The proposed FJSS optimization system, shopST, consists of two phases: In the first phase, agents create a valid schedule by scheduling the resource binding constraints (operations) through standard contract net protocol based interaction in a reactive manner. In the second phase, the valid schedule is improved by the long-term schedule optimization via agent-based simulated trading. These phases are executed in succession whenever an unanticipated event disrupts the validity of the planning. The first phase creates a valid solution, which is improved in the second phase.
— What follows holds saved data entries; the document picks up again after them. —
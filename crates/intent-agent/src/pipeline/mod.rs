//! Resolution stages that consult the oracle

pub mod extraction;
pub mod selection;

pub use extraction::{extract_arguments, EXTRACTION_SYSTEM_PROMPT};
pub use selection::{normalize_answer, select_operation, selection_prompt};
The use of an arbitrary short term agent-based planning system in the first phase enables local optimization of the machine schedules and a heterogeneous agent system. We used a standard contract net protocol for the local short term planning in this paper, but others can be used. The factory environment can be highly dynamic because of machine breakdowns, or other events, such that the plans have to be adapted immediately in order to commence production, which requires an anytime solution. Long-term planning with simulated trading, as first introduced by Bachem et al. [3], is a method to find approximated solutions through several rounds of hypothetical trading between trading agents and a common market agent, followed by a consolidation round. In the following, we focus on the application of simulated trading and required modifications to fit the planning domain. An overview of the agent interaction is given in Fig. 2.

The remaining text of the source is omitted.